I Love You, Beth Cooper
Posted on November 3, 2009 at 8:00 am
Paul Rust is 28, and looks it, maybe a little older. But in “I Love You, Beth Cooper” he plays Denis Cooverman, a high school valedictorian. Jack T. Carpenter, last seen playing a college student in “Sydney White” two years ago, is 24, and looks it. But he is also playing a graduating senior, Cooverman’s best friend Rich Munsch. As the movie opens, two actors who look like they should be playing guys in lab coats and stethoscopes wearing suits and carrying briefcases are wearing cap and gown and pretending — badly — that they are at their high school graduation. They look older than their principal, clue number one that no one is paying much attention to making sure this movie is going to work on any level.

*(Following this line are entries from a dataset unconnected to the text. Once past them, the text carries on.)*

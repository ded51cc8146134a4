//! # Framing of instructions on the wire
//!
//! [`Frame`] turns an [`Instruction`] into the byte stream the co-processor expects,
//! [`FrameCodec`] pushes frames through a [`Link`] with the settle times the co-processor needs
//! between bytes.
//!
//! The co-processor samples bytes slowly. After every byte the host waits
//! [`Timing::transfer_settle_us`] and then [`Timing::byte_settle_us`], including after the `0x55`
//! trailer. Shortening those delays makes the co-processor drop bytes silently.

use core::iter;

use hal::{
    blocking::delay::{DelayMs, DelayUs},
    digital::v2::OutputPin,
};

use crate::{
    backend::Backend,
    error::Error,
    instructions::{Args, Instruction, FRAME_END, FRAME_START, TEXT_TERMINATOR},
    interrupts::InterruptControl,
    link::Link,
    settings::BusConfig,
};

/// Longest text payload a single frame can carry.
pub const MAX_TEXT_LEN: usize = 255;

/// Number of 0x00 bytes that flush a half received frame out of the co-processor.
pub const BUS_CLEAR_BYTES: usize = 2;

/// One encoded instruction, see [`Frame::bytes`].
#[derive(Debug, Clone, Copy, PartialEq, Eq)]
pub struct Frame<'a> {
    opcode: u8,
    args: Args,
    text: Option<&'a [u8]>,
}

impl<'a> Frame<'a> {
    /// Encode `instruction`.
    ///
    /// Returns `None` if its text contains a NUL byte (which would end the text early on the
    /// device) or is longer than [`MAX_TEXT_LEN`].
    pub fn new(instruction: &Instruction<'a>) -> Option<Self> {
        let text = instruction.text();
        if let Some(text) = text {
            if text.len() > MAX_TEXT_LEN || text.contains(&TEXT_TERMINATOR) {
                return None;
            }
        }
        Some(Frame {
            opcode: instruction.opcode(),
            args: instruction.args(),
            text,
        })
    }

    pub fn opcode(&self) -> u8 {
        self.opcode
    }

    /// Whether the frame carries a 0x00 terminated text payload.
    pub fn is_variable_length(&self) -> bool {
        self.text.is_some()
    }

    /// The bytes of the frame in wire order: start marker, opcode, arguments, text and its
    /// terminator (string instructions only), end marker.
    pub fn bytes(&self) -> impl Iterator<Item = u8> + '_ {
        let text: &[u8] = self.text.unwrap_or(&[]);
        let terminator = self.text.map(|_| TEXT_TERMINATOR);

        iter::once(FRAME_START)
            .chain(iter::once(self.opcode))
            .chain(self.args.as_slice().iter().copied())
            .chain(text.iter().copied())
            .chain(terminator)
            .chain(iter::once(FRAME_END))
    }

    /// Number of bytes [`bytes`](Self::bytes) yields.
    pub fn wire_len(&self) -> usize {
        let text = self.text.map_or(0, |text| text.len() + 1);
        3 + self.args.as_slice().len() + text
    }
}

/// Delays the co-processor needs, all of them minimums.
#[derive(Debug, Clone, Copy, PartialEq, Eq)]
#[cfg_attr(feature = "defmt", derive(defmt::Format))]
pub struct Timing {
    /// right after every byte the co-processor clocked in
    pub transfer_settle_us: u16,
    /// after every byte of a frame, on top of `transfer_settle_us`
    pub byte_settle_us: u16,
    /// between selecting the co-processor and the first byte
    pub select_settle_us: u16,
    /// between two frames sent in the same transaction
    pub frame_gap_us: u16,
    /// after the bus was cleared
    pub clear_settle_ms: u16,
    /// between the frames of a multi frame text helper
    pub line_gap_ms: u16,
    /// between the characters of [`M5::put_chars`](crate::M5::put_chars)
    pub char_gap_ms: u16,
    /// after a short run of [`M5::clear_space`](crate::M5::clear_space)
    pub space_settle_ms: u16,
    /// how often the busy line is sampled before giving up
    pub busy_polls: u32,
    /// between two samples of the busy line
    pub busy_poll_interval_us: u16,
}

impl Default for Timing {
    fn default() -> Self {
        Timing {
            transfer_settle_us: 30,
            byte_settle_us: 20,
            select_settle_us: 25,
            frame_gap_us: 150,
            clear_settle_ms: 100,
            line_gap_ms: 100,
            char_gap_ms: 40,
            space_settle_ms: 150,
            busy_polls: 5_000,
            busy_poll_interval_us: 100,
        }
    }
}

/// Sends frames through a [`Link`], every frame in its own transaction unless stated otherwise.
#[derive(Debug)]
pub struct FrameCodec<DELAY> {
    delay: DELAY,
    timing: Timing,
    config: BusConfig,
}

impl<DELAY> FrameCodec<DELAY>
where
    DELAY: DelayUs<u16> + DelayMs<u16>,
{
    /// New codec with default [`Timing`] and [`BusConfig::STANDARD`].
    pub fn new(delay: DELAY) -> Self {
        FrameCodec {
            delay,
            timing: Timing::default(),
            config: BusConfig::STANDARD,
        }
    }

    pub fn with_timing(mut self, timing: Timing) -> Self {
        self.timing = timing;
        self
    }

    /// Use another bus configuration, e.g. [`BusConfig::new`] for a host not clocked at 16 MHz.
    pub fn with_config(mut self, config: BusConfig) -> Self {
        self.config = config;
        self
    }

    pub fn timing(&self) -> &Timing {
        &self.timing
    }

    pub fn config(&self) -> &BusConfig {
        &self.config
    }

    pub fn delay_ms(&mut self, ms: u16) {
        self.delay.delay_ms(ms);
    }

    pub fn delay_us(&mut self, us: u16) {
        self.delay.delay_us(us);
    }

    pub fn free(self) -> DELAY {
        self.delay
    }

    /// Send one instruction in a transaction of its own, then wait for its settle time.
    pub fn send<B, I, LED>(
        &mut self,
        link: &mut Link<B, I, LED>,
        instruction: &Instruction,
    ) -> Result<(), Error<B::Error>>
    where
        B: Backend,
        I: InterruptControl,
        LED: OutputPin,
    {
        let frame = match Frame::new(instruction) {
            Some(frame) => frame,
            None => return Err(Error::InvalidArgument),
        };
        let config = self.config;
        link.transaction(&config, |link| {
            self.select_settle();
            self.write_frame(link, &frame)
        })?;

        let settle = instruction.settle_ms();
        if settle > 0 {
            self.delay.delay_ms(settle);
        }
        Ok(())
    }

    /// Send a burst of instructions in a single transaction, [`Timing::frame_gap_us`] apart.
    ///
    /// Meant for long runs of cheap drawing instructions; settle times are not applied.
    pub fn send_all<'t, B, I, LED, It>(
        &mut self,
        link: &mut Link<B, I, LED>,
        instructions: It,
    ) -> Result<(), Error<B::Error>>
    where
        B: Backend,
        I: InterruptControl,
        LED: OutputPin,
        It: IntoIterator<Item = Instruction<'t>>,
    {
        let config = self.config;
        link.transaction(&config, |link| {
            self.select_settle();
            for instruction in instructions {
                let frame = match Frame::new(&instruction) {
                    Some(frame) => frame,
                    None => return Err(Error::InvalidArgument),
                };
                self.write_frame(link, &frame)?;
                self.delay.delay_us(self.timing.frame_gap_us);
            }
            Ok(())
        })
    }

    /// Transfer the single byte `request` in a transaction of its own and return the byte the
    /// co-processor shifted back in response.
    pub fn query<B, I, LED>(
        &mut self,
        link: &mut Link<B, I, LED>,
        request: u8,
    ) -> Result<u8, Error<B::Error>>
    where
        B: Backend,
        I: InterruptControl,
        LED: OutputPin,
    {
        let config = self.config;
        link.transaction(&config, |link| {
            self.select_settle();
            let response = link.transfer(request)?;
            self.byte_settle();
            Ok(response)
        })
    }

    /// Push a few 0x00 bytes so the co-processor drops whatever partial frame it was receiving
    /// when the host came up.
    pub fn clear_bus<B, I, LED>(&mut self, link: &mut Link<B, I, LED>) -> Result<(), Error<B::Error>>
    where
        B: Backend,
        I: InterruptControl,
        LED: OutputPin,
    {
        let config = self.config;
        link.transaction(&config, |link| {
            self.select_settle();
            for _ in 0..BUS_CLEAR_BYTES {
                link.transfer(0x00)?;
                self.byte_settle();
            }
            Ok(())
        })?;
        self.delay.delay_ms(self.timing.clear_settle_ms);
        Ok(())
    }

    fn select_settle(&mut self) {
        self.delay.delay_us(self.timing.select_settle_us);
    }

    fn byte_settle(&mut self) {
        self.delay.delay_us(self.timing.transfer_settle_us);
        self.delay.delay_us(self.timing.byte_settle_us);
    }

    fn write_frame<B, I, LED>(
        &mut self,
        link: &mut Link<B, I, LED>,
        frame: &Frame,
    ) -> Result<(), Error<B::Error>>
    where
        B: Backend,
        I: InterruptControl,
        LED: OutputPin,
    {
        for byte in frame.bytes() {
            link.transfer(byte)?;
            self.byte_settle();
        }
        Ok(())
    }
}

Clues two through twelve that this movie is a mess come very quickly, and that is all that comes quickly in this slow-moving, sour-tasting disaster. It is possible — unlikely, but possible — that there is yet some unexplored humor to be made out of difficulty in opening a champagne bottle, but what this movie gives us instead is an excruciatingly drawn-out extended sequence with the most unimaginative of pay-offs. The characters race from one place to another for no purpose — either in story or in comedy. There are more locations than there are laughs.
Cooverman, the high school valedictorian, gets up to give his graduation speech and instead of the usual, “as we go forth,” he decides this would be a good time to tell the school’s mean girl that she is an insecure witch, the school bully that he is cruel because he was abused, Munsch that he should come out of the closet, and the school cheerleader, Beth Cooper (Hayden Panettiere of “Heroes”) that even though they have never spoken, he loves her. So the rest of the movie consists of the consequences of these poorly-timed revelations as Cooverman has to run from Cooper’s crazed and coked up boyfriend and Munsch keeps telling everyone he’s not gay. Oh, and everyone gets to break in on Cooverman’s parents having sex in a car. Cooverman’s father is played by Alan Ruck, who must have spent every minute on set wondering how he could be in both one of the all-time best teen movies (“Ferris Bueller’s Day Off”) and one of the worst (this one). Every single character is a dull paper-thin caricature, from Cooper’s roid rage boyfriend to Cooverman’s despised ex-girlfriend, whose unforgivable failing is that she is not pretty and she likes him.
The wild last night of high school party movie can be done well (“Can’t Hardly Wait,” “Dazed and Confused,” “American Graffiti”). Here, however, director Chris Columbus seems to have taken the tiredest and most predictable elements from each of them, wrung out anything resembling an authentic or appealing detail, and then dragged out every single set-piece to the agonizing breaking point. I can’t say I’ve never seen a clumsy attempt to open a champagne bottle go wrong on screen before, but I can say I have never seen one so poorly staged and lugubriously paced. It look Cooverman less time to get through high school than it felt like I spent watching this film.